__Aim of the exercise__
When a line in the listing below contains the word "bool", return a copy of that line.

__Records provided__
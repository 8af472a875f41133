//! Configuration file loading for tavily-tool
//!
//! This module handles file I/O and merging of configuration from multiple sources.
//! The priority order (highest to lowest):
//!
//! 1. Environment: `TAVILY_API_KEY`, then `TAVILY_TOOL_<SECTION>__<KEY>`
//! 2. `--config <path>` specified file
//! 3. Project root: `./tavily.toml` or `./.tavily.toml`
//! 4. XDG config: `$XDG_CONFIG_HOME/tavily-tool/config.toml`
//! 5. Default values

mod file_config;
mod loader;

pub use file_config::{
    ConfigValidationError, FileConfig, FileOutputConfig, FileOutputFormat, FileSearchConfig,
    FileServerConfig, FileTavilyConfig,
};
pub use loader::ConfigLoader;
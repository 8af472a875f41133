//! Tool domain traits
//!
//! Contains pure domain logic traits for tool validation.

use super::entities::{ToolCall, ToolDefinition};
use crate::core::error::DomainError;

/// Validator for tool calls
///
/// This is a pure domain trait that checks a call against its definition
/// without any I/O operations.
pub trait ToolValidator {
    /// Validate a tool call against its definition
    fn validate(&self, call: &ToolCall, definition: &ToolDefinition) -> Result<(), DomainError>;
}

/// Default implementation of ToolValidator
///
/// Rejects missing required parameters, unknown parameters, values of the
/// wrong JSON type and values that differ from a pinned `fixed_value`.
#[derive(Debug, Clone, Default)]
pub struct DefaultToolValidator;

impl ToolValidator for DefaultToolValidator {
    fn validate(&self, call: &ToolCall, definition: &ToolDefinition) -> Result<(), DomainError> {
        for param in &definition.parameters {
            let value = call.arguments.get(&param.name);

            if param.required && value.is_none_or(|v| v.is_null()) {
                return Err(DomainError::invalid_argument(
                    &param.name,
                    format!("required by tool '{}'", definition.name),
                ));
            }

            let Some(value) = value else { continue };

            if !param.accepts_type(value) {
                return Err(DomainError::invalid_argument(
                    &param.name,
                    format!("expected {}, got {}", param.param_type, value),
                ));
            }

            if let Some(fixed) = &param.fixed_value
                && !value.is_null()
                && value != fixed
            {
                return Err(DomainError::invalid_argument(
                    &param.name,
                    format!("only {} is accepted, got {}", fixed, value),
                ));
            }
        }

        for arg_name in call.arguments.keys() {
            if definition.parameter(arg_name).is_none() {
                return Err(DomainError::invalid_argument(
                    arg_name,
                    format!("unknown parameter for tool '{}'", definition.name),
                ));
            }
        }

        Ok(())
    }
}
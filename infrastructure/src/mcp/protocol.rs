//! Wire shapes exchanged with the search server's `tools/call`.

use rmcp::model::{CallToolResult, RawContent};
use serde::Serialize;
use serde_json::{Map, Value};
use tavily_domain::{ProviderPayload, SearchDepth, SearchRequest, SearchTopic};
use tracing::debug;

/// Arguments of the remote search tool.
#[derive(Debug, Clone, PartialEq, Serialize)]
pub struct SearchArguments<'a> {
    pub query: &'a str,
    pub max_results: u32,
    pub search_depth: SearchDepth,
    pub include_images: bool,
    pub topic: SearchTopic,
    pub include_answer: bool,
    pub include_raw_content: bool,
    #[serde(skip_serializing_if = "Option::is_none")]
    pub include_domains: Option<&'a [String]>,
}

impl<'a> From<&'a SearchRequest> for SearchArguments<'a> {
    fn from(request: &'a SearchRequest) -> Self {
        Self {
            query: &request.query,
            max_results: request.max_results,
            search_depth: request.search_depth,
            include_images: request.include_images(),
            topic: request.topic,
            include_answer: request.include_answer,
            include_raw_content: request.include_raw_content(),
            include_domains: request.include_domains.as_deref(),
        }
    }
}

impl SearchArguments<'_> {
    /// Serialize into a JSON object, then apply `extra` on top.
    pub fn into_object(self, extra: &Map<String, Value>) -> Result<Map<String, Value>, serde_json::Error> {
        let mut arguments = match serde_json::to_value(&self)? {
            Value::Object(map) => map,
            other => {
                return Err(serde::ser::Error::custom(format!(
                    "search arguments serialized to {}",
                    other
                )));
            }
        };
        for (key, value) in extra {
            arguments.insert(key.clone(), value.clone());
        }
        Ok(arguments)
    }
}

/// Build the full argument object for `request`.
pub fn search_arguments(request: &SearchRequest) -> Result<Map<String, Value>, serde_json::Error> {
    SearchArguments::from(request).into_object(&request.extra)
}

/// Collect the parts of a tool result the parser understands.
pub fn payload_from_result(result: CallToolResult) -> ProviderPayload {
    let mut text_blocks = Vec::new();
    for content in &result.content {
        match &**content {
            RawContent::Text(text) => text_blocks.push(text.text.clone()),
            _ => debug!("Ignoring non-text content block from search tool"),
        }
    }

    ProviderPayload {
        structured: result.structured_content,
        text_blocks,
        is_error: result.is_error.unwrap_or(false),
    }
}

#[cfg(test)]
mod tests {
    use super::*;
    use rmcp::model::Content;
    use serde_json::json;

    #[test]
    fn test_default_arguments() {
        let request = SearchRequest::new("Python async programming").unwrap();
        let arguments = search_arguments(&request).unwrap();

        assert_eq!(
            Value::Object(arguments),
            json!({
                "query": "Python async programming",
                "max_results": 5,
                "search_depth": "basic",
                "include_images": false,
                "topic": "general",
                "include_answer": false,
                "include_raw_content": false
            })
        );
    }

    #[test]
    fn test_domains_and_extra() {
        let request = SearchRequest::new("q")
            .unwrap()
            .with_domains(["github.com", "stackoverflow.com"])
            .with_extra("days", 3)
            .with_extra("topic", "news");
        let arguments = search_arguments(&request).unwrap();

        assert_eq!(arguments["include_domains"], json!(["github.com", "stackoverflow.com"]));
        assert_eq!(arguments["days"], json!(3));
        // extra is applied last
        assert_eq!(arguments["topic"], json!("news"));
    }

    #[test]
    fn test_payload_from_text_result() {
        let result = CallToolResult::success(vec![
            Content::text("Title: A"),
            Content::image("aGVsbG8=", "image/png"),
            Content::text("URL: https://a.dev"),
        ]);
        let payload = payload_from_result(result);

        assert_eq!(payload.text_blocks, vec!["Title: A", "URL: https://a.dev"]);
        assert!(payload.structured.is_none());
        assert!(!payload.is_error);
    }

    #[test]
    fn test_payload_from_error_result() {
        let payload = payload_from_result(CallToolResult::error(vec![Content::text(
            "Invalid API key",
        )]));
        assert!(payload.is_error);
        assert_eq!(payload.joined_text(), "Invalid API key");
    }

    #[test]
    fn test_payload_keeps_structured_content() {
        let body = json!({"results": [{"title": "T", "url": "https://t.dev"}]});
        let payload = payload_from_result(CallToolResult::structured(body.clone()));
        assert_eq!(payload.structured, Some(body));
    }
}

--

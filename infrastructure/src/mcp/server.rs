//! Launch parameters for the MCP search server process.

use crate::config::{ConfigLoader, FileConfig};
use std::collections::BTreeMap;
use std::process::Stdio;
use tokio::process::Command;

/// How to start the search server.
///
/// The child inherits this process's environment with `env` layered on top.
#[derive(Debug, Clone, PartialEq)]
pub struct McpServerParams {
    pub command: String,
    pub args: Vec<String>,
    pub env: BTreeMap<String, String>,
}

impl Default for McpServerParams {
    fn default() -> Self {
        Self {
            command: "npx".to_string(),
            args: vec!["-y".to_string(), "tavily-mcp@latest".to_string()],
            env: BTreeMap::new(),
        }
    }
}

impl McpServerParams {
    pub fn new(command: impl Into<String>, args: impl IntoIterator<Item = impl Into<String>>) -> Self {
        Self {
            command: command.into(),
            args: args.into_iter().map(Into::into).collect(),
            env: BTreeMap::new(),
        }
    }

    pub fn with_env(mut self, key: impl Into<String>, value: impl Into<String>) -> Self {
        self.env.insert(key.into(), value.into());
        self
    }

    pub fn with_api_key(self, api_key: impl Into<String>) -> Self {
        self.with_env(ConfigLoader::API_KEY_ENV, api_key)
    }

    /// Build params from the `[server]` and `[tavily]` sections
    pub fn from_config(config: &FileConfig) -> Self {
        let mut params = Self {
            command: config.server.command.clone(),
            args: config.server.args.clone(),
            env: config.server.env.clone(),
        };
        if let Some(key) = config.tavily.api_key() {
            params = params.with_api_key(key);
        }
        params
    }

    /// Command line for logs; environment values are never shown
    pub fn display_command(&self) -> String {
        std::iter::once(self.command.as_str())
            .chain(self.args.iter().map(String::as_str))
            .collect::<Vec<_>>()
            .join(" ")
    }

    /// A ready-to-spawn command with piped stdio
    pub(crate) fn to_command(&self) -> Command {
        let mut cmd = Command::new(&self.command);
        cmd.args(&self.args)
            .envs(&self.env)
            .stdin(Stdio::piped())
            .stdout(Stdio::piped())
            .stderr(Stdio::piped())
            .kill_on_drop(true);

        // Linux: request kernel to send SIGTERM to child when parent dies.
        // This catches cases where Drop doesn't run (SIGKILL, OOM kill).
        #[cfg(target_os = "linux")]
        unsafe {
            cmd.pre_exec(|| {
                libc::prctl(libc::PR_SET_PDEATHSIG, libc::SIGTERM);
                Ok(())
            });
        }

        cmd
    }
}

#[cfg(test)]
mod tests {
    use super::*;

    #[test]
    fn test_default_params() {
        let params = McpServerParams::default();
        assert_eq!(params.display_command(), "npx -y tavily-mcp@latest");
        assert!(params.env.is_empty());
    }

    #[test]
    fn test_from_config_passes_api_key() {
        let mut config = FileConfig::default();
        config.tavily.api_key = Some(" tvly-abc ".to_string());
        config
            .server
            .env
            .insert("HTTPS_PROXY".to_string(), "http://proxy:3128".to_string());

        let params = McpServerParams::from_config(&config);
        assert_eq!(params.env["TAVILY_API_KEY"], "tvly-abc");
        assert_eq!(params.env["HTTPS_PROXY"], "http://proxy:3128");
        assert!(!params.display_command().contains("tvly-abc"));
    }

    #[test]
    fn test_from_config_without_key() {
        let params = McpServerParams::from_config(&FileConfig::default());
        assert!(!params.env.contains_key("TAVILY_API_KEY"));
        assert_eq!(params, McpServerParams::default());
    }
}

__Written solution__
    pub include_images: bool,
    pub include_answer: bool,
    pub include_raw_content: bool,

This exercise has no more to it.